A radiomic signature model to predict the chemoradiation-induced alteration in tumor-infiltrating CD8+ cells in locally advanced rectal cancer.

ABSTRACT

BACKGROUND AND PURPOSE: Regarding the altered tumor immune status following cytotoxic treatment, this study aims to develop a radiomic signature to predict CD8+ tumor-infiltrating lymphocyte (TIL) density changes in chemoradiotherapy (CRT) of rectal cancer. MATERIALS AND METHODS: We used the magnetic resonance imaging (MRI) and immunohistochemistry data before and after neoadjuvant CRT. The discovery datasets consisted of pre-CRT dataset A1 (n = 113), post-CRT datasets A2 (n = 32; predominance of tumor) and A3 (n = 20; pure fibrosis). The developed model was validated in dataset B (n = 28). Thirty-eight radiomic features from T2-weighted MRI scans were incorporated into the least absolute shrinkage and selection operator method. RESULTS: In pre-CRT dataset A1, the area under the receiver operating characteristic curve (AUC) values of radiomic score for predicting CD8+ TILs were 0.760 and 0.729 for training and validation subsets, respectively.

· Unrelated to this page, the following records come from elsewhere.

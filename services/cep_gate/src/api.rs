use crate::{error::AppError, AppState};
use axum::{
    extract::{Path, State},
    Json,
};
use cep_runtime::{Address, Code, ResolveError};
use serde::Serialize;
use std::time::{Duration, Instant};
use tracing::info;

#[derive(Debug, Serialize)]
pub struct LookupResponse {
    pub address: Address,
    pub elapsed_ms: u64,
    pub resolved_at: String,
}

pub async fn lookup(
    State(state): State<AppState>,
    Path(raw): Path<String>,
) -> Result<Json<LookupResponse>, AppError> {
    let code = Code::parse(&raw).map_err(|e| {
        record("invalid", None, Duration::ZERO);
        AppError::from(e)
    })?;

    let started = Instant::now();
    let result = state.resolver.resolve(code.as_str()).await;
    let elapsed = started.elapsed();

    match &result {
        Ok(address) => {
            record("resolved", Some(address.source.as_str()), elapsed);
            info!(code = %code, source = %address.source, elapsed_ms = elapsed.as_millis() as u64, "lookup");
        }
        Err(ResolveError::AllFailed { .. }) => record("all_failed", None, elapsed),
        Err(ResolveError::Timeout { .. }) => record("timeout", None, elapsed),
        Err(ResolveError::InvalidInput(_)) => record("invalid", None, elapsed),
    }

    let address = result?;
    Ok(Json(LookupResponse {
        address,
        elapsed_ms: elapsed.as_millis() as u64,
        resolved_at: chrono::Utc::now().to_rfc3339(),
    }))
}

fn record(outcome: &'static str, source: Option<&str>, elapsed: Duration) {
    metrics::counter!("cep_resolve_total", "outcome" => outcome).increment(1);
    if let Some(source) = source {
        metrics::counter!("cep_resolve_source_total", "source" => source.to_string()).increment(1);
    }
    if outcome != "invalid" {
        metrics::histogram!("cep_resolve_duration_seconds").record(elapsed.as_secs_f64());
    }
}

A significant correlation was observed between the signature and CD8+ TIL density in the post-CRT dataset A2 (Pearson's R = -0.372, P = 0.036), whereas no association was found in dataset A3 (Pearson's R = -0.069, P = 0.77). The association was also observed in the validation dataset B (Pearson's R = -0.374, P = 0.049). In dataset A2, the radiomic score difference predicted changes in CD8+ TIL density (AUC = 0.824). CONCLUSION: We established the MRI-derived radiomic signature for predicting CRT-induced alterations in CD8+ TILs. This study suggests the clinical utility of radiomics-immunophenotype modeling to evaluate tumor immune status following neoadjuvant chemoradiation in rectal cancer.